Article Text
Abstract
Introduction/Background Tumor-infiltrating lymphocytes (TILs) have a central role in the control of tumor growth, distant progression, treatment response, and survival in most solid tumors. Their role as a potential biomarker has been poorly investigated in cervical malignancy. The study aimed to evaluate the correlation between TILs topography, clinical characteristics, and patient outcomes in patients with cervical cancer treated with chemo-radiation.

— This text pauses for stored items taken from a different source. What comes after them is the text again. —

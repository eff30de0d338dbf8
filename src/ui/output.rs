use crate::error::{SalvageError, UserFriendlyError};
use crate::extractor::InspectReport;
use crate::fixer::FixReport;
use console::{style, Emoji, Term};
use serde_json;

#[derive(Debug, Clone, Copy, PartialEq)]
pub enum OutputMode {
    Human,
    Json,
    Plain,
}

impl OutputMode {
    pub fn from_string(s: &str) -> Self {
        match s.to_lowercase().as_str() {
            "json" => OutputMode::Json,
            "plain" => OutputMode::Plain,
            _ => OutputMode::Human,
        }
    }
}

// Emojis with text fallbacks
static CHECKMARK: Emoji = Emoji("✅ ", "✓ ");
static CROSS: Emoji = Emoji("❌ ", "✗ ");
static INFO: Emoji = Emoji("ℹ️  ", "i ");
static WARNING: Emoji = Emoji("⚠️  ", "! ");
static ROCKET: Emoji = Emoji("🚀 ", "> ");

pub struct OutputFormatter {
    #[allow(dead_code)]
    term: Term,
    mode: OutputMode,
    use_colors: bool,
    verbose_level: u8,
    quiet: bool,
}

impl OutputFormatter {
    pub fn new(mode: OutputMode, verbose: u8, quiet: bool) -> Self {
        let term = Term::stdout();
        let use_colors = match mode {
            OutputMode::Human => term.features().colors_supported() && !quiet,
            _ => false,
        };

        Self {
            term,
            mode,
            use_colors,
            verbose_level: if quiet { 0 } else { verbose },
            quiet,
        }
    }

    pub fn mode(&self) -> OutputMode {
        self.mode
    }

    // Core messaging methods
    pub fn success(&self, message: &str) {
        match self.mode {
            OutputMode::Human => self.print_human_message(MessageType::Success, message),
            OutputMode::Json => self.print_json_message("success", message),
            OutputMode::Plain => println!("SUCCESS: {}", message),
        }
    }

    pub fn error(&self, message: &str) {
        match self.mode {
            OutputMode::Human => self.print_human_message(MessageType::Error, message),
            OutputMode::Json => self.print_json_message("error", message),
            OutputMode::Plain => eprintln!("ERROR: {}", message),
        }
    }

    pub fn warning(&self, message: &str) {
        if self.should_show_message(0) {
            match self.mode {
                OutputMode::Human => self.print_human_message(MessageType::Warning, message),
                OutputMode::Json => self.print_json_message("warning", message),
                OutputMode::Plain => println!("WARNING: {}", message),
            }
        }
    }

    pub fn info(&self, message: &str) {
        if self.should_show_message(0) {
            match self.mode {
                OutputMode::Human => self.print_human_message(MessageType::Info, message),
                OutputMode::Json => self.print_json_message("info", message),
                OutputMode::Plain => println!("INFO: {}", message),
            }
        }
    }

    pub fn debug(&self, message: &str) {
        if self.should_show_message(2) {
            match self.mode {
                OutputMode::Human => {
                    if self.use_colors {
                        println!("  {}", style(message).dim());
                    } else {
                        println!("  DEBUG: {}", message);
                    }
                }
                OutputMode::Json => self.print_json_message("debug", message),
                OutputMode::Plain => println!("DEBUG: {}", message),
            }
        }
    }

    pub fn start_operation(&self, operation: &str) {
        if self.should_show_message(0) {
            match self.mode {
                OutputMode::Human => {
                    if self.use_colors {
                        println!("{}{}", ROCKET, style(operation).bold());
                    } else {
                        println!("> {}", operation);
                    }
                }
                OutputMode::Json => self.print_json_message("operation_start", operation),
                OutputMode::Plain => println!("STARTING: {}", operation),
            }
        }
    }

    /// Table previews and row details are the product of an inspection run:
    /// printed verbatim in Human and Plain mode, suppressed in Json mode
    /// where the final report carries the data instead.
    pub fn print_lines(&self, lines: &[String]) {
        if self.mode == OutputMode::Json {
            return;
        }
        for line in lines {
            println!("{}", line);
        }
    }

    // User-friendly error handling
    pub fn print_user_friendly_error(&self, error: &SalvageError) {
        let user_message = error.user_message();
        self.error(&user_message);

        if let Some(suggestion) = error.suggestion() {
            match self.mode {
                OutputMode::Human => {
                    println!();
                    if self.use_colors {
                        println!(
                            "{}{}",
                            INFO,
                            style(&format!("Suggestion: {}", suggestion)).cyan()
                        );
                    } else {
                        println!("Suggestion: {}", suggestion);
                    }
                }
                OutputMode::Json => {
                    self.print_json_object(&serde_json::json!({
                        "type": "suggestion",
                        "message": suggestion
                    }));
                }
                OutputMode::Plain => {
                    println!("SUGGESTION: {}", suggestion);
                }
            }
        }
    }

    // Reporting
    pub fn print_inspect_report(&self, report: &InspectReport) {
        match self.mode {
            OutputMode::Human => {
                if self.quiet {
                    return;
                }
                self.print_separator();
                if self.use_colors {
                    println!(
                        "{} {}",
                        style("Dump inspection completed").green().bold(),
                        CHECKMARK
                    );
                } else {
                    println!("✓ Dump inspection completed");
                }
                println!("  Dump file:      {}", report.dump_path);
                println!("  Dump size:      {}", format_bytes(report.dump_bytes));
                println!("  Tables found:   {}", report.tables.len());
                if !report.missing.is_empty() {
                    println!("  Tables missing: {}", report.missing.join(", "));
                }
            }
            OutputMode::Json => {
                let json_output =
                    serde_json::to_string_pretty(report).unwrap_or_else(|_| "{}".to_string());
                println!("{}", json_output);
            }
            OutputMode::Plain => {
                println!("COMPLETED: Dump inspection");
                println!("Dump: {} ({} bytes)", report.dump_path, report.dump_bytes);
                println!("Tables found: {}", report.tables.len());
                if !report.missing.is_empty() {
                    println!("Tables missing: {}", report.missing.join(", "));
                }
            }
        }
    }

    pub fn print_fix_report(&self, report: &FixReport) {
        match self.mode {
            OutputMode::Human => {
                if self.quiet {
                    return;
                }
                self.print_separator();
                let summary = format!(
                    "{}/{} files {}",
                    report.changed,
                    report.examined,
                    if report.dry_run { "would change" } else { "patched" }
                );
                if self.use_colors {
                    println!("{}{}", CHECKMARK, style(&summary).green().bold());
                } else {
                    println!("✓ {}", summary);
                }
            }
            OutputMode::Json => {
                let json_output =
                    serde_json::to_string_pretty(report).unwrap_or_else(|_| "{}".to_string());
                println!("{}", json_output);
            }
            OutputMode::Plain => {
                println!(
                    "COMPLETED: {}/{} files {}",
                    report.changed,
                    report.examined,
                    if report.dry_run { "would change" } else { "patched" }
                );
            }
        }
    }

    pub fn print_separator(&self) {
        if self.quiet {
            return;
        }

        match self.mode {
            OutputMode::Human => {
                if self.use_colors {
                    println!("{}", style("─".repeat(60)).dim());
                } else {
                    println!("{}", "-".repeat(60));
                }
            }
            OutputMode::Plain => {
                println!("{}", "-".repeat(60));
            }
            OutputMode::Json => {} // No separator in JSON mode
        }
    }

    // Private helper methods
    fn should_show_message(&self, min_verbose_level: u8) -> bool {
        !self.quiet && self.verbose_level >= min_verbose_level
    }

    fn print_human_message(&self, msg_type: MessageType, message: &str) {
        #[allow(clippy::type_complexity)]
        let (emoji, color_fn): (Emoji, Box<dyn Fn(&str) -> console::StyledObject<&str>>) =
            match msg_type {
                MessageType::Success => (CHECKMARK, Box::new(|msg| style(msg).green().bold())),
                MessageType::Error => (CROSS, Box::new(|msg| style(msg).red().bold())),
                MessageType::Warning => (WARNING, Box::new(|msg| style(msg).yellow().bold())),
                MessageType::Info => (INFO, Box::new(|msg| style(msg).cyan())),
            };

        if self.use_colors {
            match msg_type {
                MessageType::Error => eprintln!("{}{}", emoji, color_fn(message)),
                _ => println!("{}{}", emoji, color_fn(message)),
            }
        } else {
            let prefix = match msg_type {
                MessageType::Success => "✓",
                MessageType::Error => "✗",
                MessageType::Warning => "!",
                MessageType::Info => "i",
            };

            match msg_type {
                MessageType::Error => eprintln!("{} {}", prefix, message),
                _ => println!("{} {}", prefix, message),
            }
        }
    }

    fn print_json_message(&self, level: &str, message: &str) {
        self.print_json_object(&serde_json::json!({
            "type": "message",
            "level": level,
            "message": message,
            "timestamp": chrono::Utc::now().to_rfc3339()
        }));
    }

    fn print_json_object(&self, obj: &serde_json::Value) {
        println!(
            "{}",
            serde_json::to_string(obj).unwrap_or_else(|_| "{}".to_string())
        );
    }
}

#[derive(Debug, Clone, Copy)]
enum MessageType {
    Success,
    Error,
    Warning,
    Info,
}

fn format_bytes(bytes: u64) -> String {
    const UNITS: &[&str] = &["B", "KB", "MB", "GB"];
    let mut size = bytes as f64;
    let mut unit_index = 0;

    while size >= 1024.0 && unit_index < UNITS.len() - 1 {
        size /= 1024.0;
        unit_index += 1;
    }

    if unit_index == 0 {
        format!("{} {}", bytes, UNITS[unit_index])
    } else {
        format!("{:.1} {}", size, UNITS[unit_index])
    }
}

#[cfg(test)]
mod tests {
    use super::*;

    #[test]
    fn test_output_mode_parsing() {
        assert_eq!(OutputMode::from_string("human"), OutputMode::Human);
        assert_eq!(OutputMode::from_string("json"), OutputMode::Json);
        assert_eq!(OutputMode::from_string("plain"), OutputMode::Plain);
        assert_eq!(OutputMode::from_string("invalid"), OutputMode::Human);
    }

    #[test]
    fn test_formatter_creation() {
        let formatter = OutputFormatter::new(OutputMode::Human, 1, false);
        assert_eq!(formatter.mode, OutputMode::Human);
        assert_eq!(formatter.verbose_level, 1);
        assert!(!formatter.quiet);
    }

    #[test]
    fn test_quiet_mode() {
        let formatter = OutputFormatter::new(OutputMode::Human, 2, true);
        assert_eq!(formatter.verbose_level, 0);
        assert!(formatter.quiet);
    }

    #[test]
    fn test_format_bytes() {
        assert_eq!(format_bytes(512), "512 B");
        assert_eq!(format_bytes(1024), "1.0 KB");
        assert_eq!(format_bytes(1536), "1.5 KB");
        assert_eq!(format_bytes(1048576), "1.0 MB");
    }

    #[test]
    fn test_should_show_message() {
        let formatter = OutputFormatter::new(OutputMode::Human, 2, false);
        assert!(formatter.should_show_message(0));
        assert!(formatter.should_show_message(2));
        assert!(!formatter.should_show_message(3));

        let quiet_formatter = OutputFormatter::new(OutputMode::Human, 2, true);
        assert!(!quiet_formatter.should_show_message(0));
    }
}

Methodology Patients with locally advanced cervical cancer, negative aortic pretherapeutic FDGPET/CT uptake, available clinical data and FFPE material, and pre- and post-treatment MRI treated at the University Cancer Institute of Toulouse, France, were selected. Imaging was centrally reviewed, and intraepithelial and stromal tumor-infiltrating lymphocytes count was performed by an expert gynecologic oncology pathologist.

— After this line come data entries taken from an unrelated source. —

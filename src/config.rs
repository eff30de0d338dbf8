use crate::error::{Result, SalvageError};
use serde::{Deserialize, Serialize};
use std::path::{Path, PathBuf};

#[derive(Debug, Clone, Default, Deserialize, Serialize)]
pub struct Config {
    pub extract: ExtractConfig,
    pub fix: FixConfig,
}

/// Settings for the `inspect` subcommand. The defaults reproduce the
/// recovery run this tool was written for: the R2 backup dump and the
/// tables worth eyeballing after a restore.
#[derive(Debug, Clone, Deserialize, Serialize)]
pub struct ExtractConfig {
    pub dump_path: PathBuf,
    pub tables: Vec<String>,
    pub row_limit: usize,
    pub column_limit: usize,
    pub detail_table: Option<String>,
    pub detail_columns: usize,
}

/// Settings for the `fix-replies` subcommand: the route files known to
/// carry the `reply.send({ ... };` mismatch and the directory they live in.
#[derive(Debug, Clone, Deserialize, Serialize)]
pub struct FixConfig {
    pub base_directory: PathBuf,
    pub files: Vec<String>,
}

impl Default for ExtractConfig {
    fn default() -> Self {
        Self {
            dump_path: PathBuf::from("r2-recovered-backups/extracted-backup.sql"),
            tables: vec![
                "users".to_string(),
                "companies".to_string(),
                "vehicles".to_string(),
                "customers".to_string(),
                "rentals".to_string(),
                "expenses".to_string(),
                "insurances".to_string(),
                "settlements".to_string(),
                "protocols".to_string(),
            ],
            row_limit: 10,
            column_limit: 5,
            detail_table: Some("users".to_string()),
            detail_columns: 10,
        }
    }
}

impl Default for FixConfig {
    fn default() -> Self {
        Self {
            base_directory: PathBuf::from("backend/src/fastify/routes"),
            files: vec![
                "vehicles.ts".to_string(),
                "customers.ts".to_string(),
                "protocols.ts".to_string(),
                "files.ts".to_string(),
                "utility-maintenance-routes.ts".to_string(),
            ],
        }
    }
}

impl Config {
    pub fn new() -> Self {
        Self::default()
    }

    pub fn load_from_file<P: AsRef<Path>>(path: P) -> Result<Self> {
        let path = path.as_ref();

        if !path.exists() {
            return Err(SalvageError::Config {
                message: format!("Configuration file not found: {}", path.display()),
            });
        }

        let content = std::fs::read_to_string(path).map_err(|e| SalvageError::Config {
            message: format!("Failed to read config file {}: {}", path.display(), e),
        })?;

        let config: Config = toml::from_str(&content).map_err(|e| SalvageError::Config {
            message: format!("Failed to parse config file {}: {}", path.display(), e),
        })?;

        Ok(config)
    }

    pub fn load_with_defaults<P: AsRef<Path>>(config_path: Option<P>) -> Result<Self> {
        match config_path {
            Some(path) => Self::load_from_file(path),
            None => {
                let default_paths = ["salvage.toml", ".salvage.toml"];

                for default_path in &default_paths {
                    if Path::new(default_path).exists() {
                        return Self::load_from_file(default_path);
                    }
                }

                Ok(Self::default())
            }
        }
    }

    pub fn merge_with_cli_args(&mut self, overrides: &CliOverrides) {
        if let Some(ref dump_path) = overrides.dump_path {
            self.extract.dump_path = dump_path.clone();
        }

        if let Some(ref tables) = overrides.tables {
            self.extract.tables = tables.clone();
        }

        if let Some(row_limit) = overrides.row_limit {
            self.extract.row_limit = row_limit;
        }

        if let Some(column_limit) = overrides.column_limit {
            self.extract.column_limit = column_limit;
        }

        if let Some(ref detail_table) = overrides.detail_table {
            // An empty value on the command line disables the detail pass.
            self.extract.detail_table = if detail_table.is_empty() {
                None
            } else {
                Some(detail_table.clone())
            };
        }

        if let Some(ref base_directory) = overrides.base_directory {
            self.fix.base_directory = base_directory.clone();
        }

        if let Some(ref files) = overrides.files {
            self.fix.files = files.clone();
        }
    }

    pub fn save_to_file<P: AsRef<Path>>(&self, path: P) -> Result<()> {
        let path = path.as_ref();
        let content = toml::to_string_pretty(self).map_err(|e| SalvageError::Config {
            message: format!("Failed to serialize config: {}", e),
        })?;

        std::fs::write(path, content).map_err(|e| SalvageError::Config {
            message: format!("Failed to write config file {}: {}", path.display(), e),
        })?;

        Ok(())
    }

    pub fn validate(&self) -> Result<()> {
        if self.extract.tables.is_empty() {
            return Err(SalvageError::Config {
                message: "At least one table must be listed under [extract]".to_string(),
            });
        }

        if self.extract.row_limit == 0 {
            return Err(SalvageError::Config {
                message: "Row display limit must be greater than 0".to_string(),
            });
        }

        if self.extract.column_limit == 0 {
            return Err(SalvageError::Config {
                message: "Column display limit must be greater than 0".to_string(),
            });
        }

        if self.fix.files.is_empty() {
            return Err(SalvageError::Config {
                message: "At least one file must be listed under [fix]".to_string(),
            });
        }

        Ok(())
    }

    pub fn create_sample_config() -> String {
        let sample_config = Self::default();
        toml::to_string_pretty(&sample_config).unwrap_or_else(|_| String::new())
    }
}

#[derive(Debug, Default)]
pub struct CliOverrides {
    pub dump_path: Option<PathBuf>,
    pub tables: Option<Vec<String>>,
    pub row_limit: Option<usize>,
    pub column_limit: Option<usize>,
    pub detail_table: Option<String>,
    pub base_directory: Option<PathBuf>,
    pub files: Option<Vec<String>>,
}

impl CliOverrides {
    pub fn new() -> Self {
        Self::default()
    }

    pub fn with_dump_path(mut self, dump_path: Option<PathBuf>) -> Self {
        self.dump_path = dump_path;
        self
    }

    pub fn with_tables(mut self, tables: Option<Vec<String>>) -> Self {
        self.tables = tables;
        self
    }

    pub fn with_row_limit(mut self, row_limit: Option<usize>) -> Self {
        self.row_limit = row_limit;
        self
    }

    pub fn with_column_limit(mut self, column_limit: Option<usize>) -> Self {
        self.column_limit = column_limit;
        self
    }

    pub fn with_detail_table(mut self, detail_table: Option<String>) -> Self {
        self.detail_table = detail_table;
        self
    }

    pub fn with_base_directory(mut self, base_directory: Option<PathBuf>) -> Self {
        self.base_directory = base_directory;
        self
    }

    pub fn with_files(mut self, files: Option<Vec<String>>) -> Self {
        self.files = files;
        self
    }
}

#[cfg(test)]
mod tests {
    use super::*;
    use std::io::Write;
    use tempfile::NamedTempFile;

    #[test]
    fn test_default_config() {
        let config = Config::default();
        assert!(config.extract.tables.contains(&"users".to_string()));
        assert_eq!(config.extract.row_limit, 10);
        assert_eq!(config.extract.column_limit, 5);
        assert_eq!(config.extract.detail_table.as_deref(), Some("users"));
        assert!(!config.fix.files.is_empty());
    }

    #[test]
    fn test_config_validation() {
        let mut config = Config::default();
        assert!(config.validate().is_ok());

        config.extract.tables.clear();
        assert!(config.validate().is_err());
    }

    #[test]
    fn test_config_file_operations() {
        let config = Config::default();
        let temp_file = NamedTempFile::new().unwrap();

        config.save_to_file(temp_file.path()).unwrap();

        let loaded_config = Config::load_from_file(temp_file.path()).unwrap();
        assert_eq!(config.extract.row_limit, loaded_config.extract.row_limit);
        assert_eq!(config.fix.files, loaded_config.fix.files);
    }

    #[test]
    fn test_missing_config_file() {
        let result = Config::load_from_file("does-not-exist.toml");
        assert!(result.is_err());
    }

    #[test]
    fn test_malformed_config_file() {
        let mut temp_file = NamedTempFile::new().unwrap();
        write!(temp_file, "[extract\nnot valid toml").unwrap();

        let result = Config::load_from_file(temp_file.path());
        assert!(result.is_err());
    }

    #[test]
    fn test_cli_overrides() {
        let mut config = Config::default();

        let overrides = CliOverrides::new()
            .with_row_limit(Some(25))
            .with_tables(Some(vec!["rentals".to_string()]))
            .with_detail_table(Some(String::new()));

        config.merge_with_cli_args(&overrides);

        assert_eq!(config.extract.row_limit, 25);
        assert_eq!(config.extract.tables, vec!["rentals"]);
        assert!(config.extract.detail_table.is_none());
    }

    #[test]
    fn test_sample_config_generation() {
        let sample = Config::create_sample_config();
        assert!(!sample.is_empty());
        assert!(sample.contains("[extract]"));
        assert!(sample.contains("[fix]"));
    }
}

Results TILs were assessed in 86 patients. 29 patients (34.9%) were considered as highly infiltrated by intraepithelial TILs (>1%), and 26 patients (30.2%) had a high stroma TILs infiltrate above 60%. Low intraepithelial TILs were associated with higher body mass index (25.5 versus 21.8 in the iTILs >1% group, p=0.0221), higher pretreatment MRI tumor size (compared to median tumor size, 31 patients (63.3%) were larger in the iTILs 0–1% group versus 11 patients (39.3%) in the iTILs >1% group (p=0.0421)).Low intraepithelial TILs were also associated with higher para-aortic lymph node metastasis (8 (14.8%) versus 1 (3.4%)) and poorer overall survival (figure 1), but these differences did not reach statistical significance.
Conclusion Our results suggest that intraepithelial infiltrating lymphocyte density is a potential prognostic non-invasive biomarker in patients treated with CRT for LACC. Furthermore, TILs seem to be associated with loco-regional tumor spread, and survival. These results need to be validated in larger series including the analysis of TILs subtypes.